Updated quarterly projections show the central bank may still lift rates one more time this year to a peak 5.50%-5.75% range. Policymakers now see the fight against inflation lasting into 2026. IGTV’s Angela Barnes has more.
The Federal Reserve
The Federal Reserve announced that they would be keeping interest rates in the U.S. unchanged at a range of 5.25 to 5.50 percent. This decision had a big impact on the value of the U.S. dollar. One interesting thing to note is that Jerome Powell, who heads the Federal Reserve, took a firm stance on raising rates, which caused the value of the dollar to go up. The Federal Reserve also released their updated projections, which suggest that there may be one more rate hike this year, bringing the rate to a range of 5.50 to 5.75 percent.
U.S. inflation
They also predict a half percentage rate cut in 2020-24, which is different from their previous expectation of a one percent cut next year.
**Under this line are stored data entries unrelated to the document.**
use once_cell::sync::Lazy;
use regex::Regex;
use std::collections::{BTreeSet, HashSet};

/// Startup/tech vocabulary matched as plain substrings of the lowercased text.
pub const COMMON_KEYWORDS: &[&str] = &[
    "ai", "saas", "fintech", "healthtech", "ecommerce", "edtech", "proptech",
    "logistics", "energy", "pet", "fitness", "marketplace", "blockchain",
    "crypto", "analytics", "automation", "security", "climate", "food",
    "travel", "gaming", "mobile", "b2b", "creator", "agent",
];

/// Cap on positional tokens taken from a single text.
pub const MAX_RAW_TOKENS: usize = 10;

/// Four-letter words that still carry meaning in a problem statement.
const SHORT_WHITELIST: &[&str] = &[
    "cost", "price", "paid", "free", "safe", "fast", "slow", "easy", "hard",
];

static STOP_WORDS: Lazy<HashSet<&'static str>> = Lazy::new(|| {
    [
        "about", "above", "after", "again", "against", "along", "always", "among",
        "another", "anyone", "anything", "around", "because", "before", "behind",
        "being", "below", "between", "could", "doing", "during", "either", "every",
        "everyone", "everything", "getting", "going", "having", "however", "instead",
        "itself", "little", "maybe", "might", "needs", "never", "nothing", "often",
        "other", "others", "people", "person", "please", "really", "right", "should",
        "since", "someone", "something", "sometimes", "still", "their", "theirs",
        "there", "these", "thing", "things", "think", "those", "though", "through",
        "today", "trying", "under", "until", "using", "usually", "wants", "where",
        "which", "while", "would", "without", "yourself", "making", "better",
    ]
    .into_iter()
    .collect()
});

static RE_WORD: Lazy<Regex> = Lazy::new(|| Regex::new(r"\w+").unwrap());

/// Keywords that drive clustering: every vocabulary term present as a
/// substring, plus the first ten tokens of three or more characters.
/// Tokens are not stop-word filtered here.
pub fn extract_keywords(text: &str) -> BTreeSet<String> {
    let lower = text.to_lowercase();
    let mut out: BTreeSet<String> = COMMON_KEYWORDS
        .iter()
        .filter(|kw| lower.contains(*kw))
        .map(|kw| kw.to_string())
        .collect();
    out.extend(
        lower
            .split(|c: char| !c.is_alphanumeric())
            .filter(|t| t.chars().count() >= 3)
            .take(MAX_RAW_TOKENS)
            .map(str::to_string),
    );
    out
}

/// Content words of a problem statement: five or more characters or a
/// whitelisted four-letter word, minus stop words.
pub fn extract_meaningful_keywords(problem: &str) -> BTreeSet<String> {
    let lower = problem.to_lowercase();
    RE_WORD
        .find_iter(&lower)
        .map(|m| m.as_str())
        .filter(|w| {
            let len = w.chars().count();
            len >= 5 || SHORT_WHITELIST.contains(w)
        })
        .filter(|w| !STOP_WORDS.contains(w))
        .map(str::to_string)
        .collect()
}

#[cfg(test)]
mod tests {
    use super::*;

    #[test]
    fn raw_tokens_are_capped_positionally() {
        let text = "alpha bravo charlie delta echoes foxtrot golfer hotel india juliet kilo lima";
        let kws = extract_keywords(text);
        assert!(kws.contains("juliet"));
        assert!(!kws.contains("kilo"));
        assert!(!kws.contains("lima"));
    }

    #[test]
    fn stop_list_covers_generic_words() {
        assert!(STOP_WORDS.len() >= 70);
    }
}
The Fed officials believe that they can continue to fight inflation until 2026 without causing any harm to the economy. As a result of these announcements, bond yields, which are the returns on bonds, increased. The two-year Treasury note even reached a level not seen in 17 years. This caused a decline in the equity markets, as investors moved their money into bonds.
The U.S. dollar
At the same time, the USD became stronger and reached a six-month high. This had an impact on the dollar-yen exchange rate, which reached its highest level in 2023. Overall, these developments indicate that the U.S. dollar is doing well and is expected to continue to strengthen. This is important for traders to keep an eye on, as it can impact the value of other currencies and international trade. It will be interesting to see how the markets react in the coming days.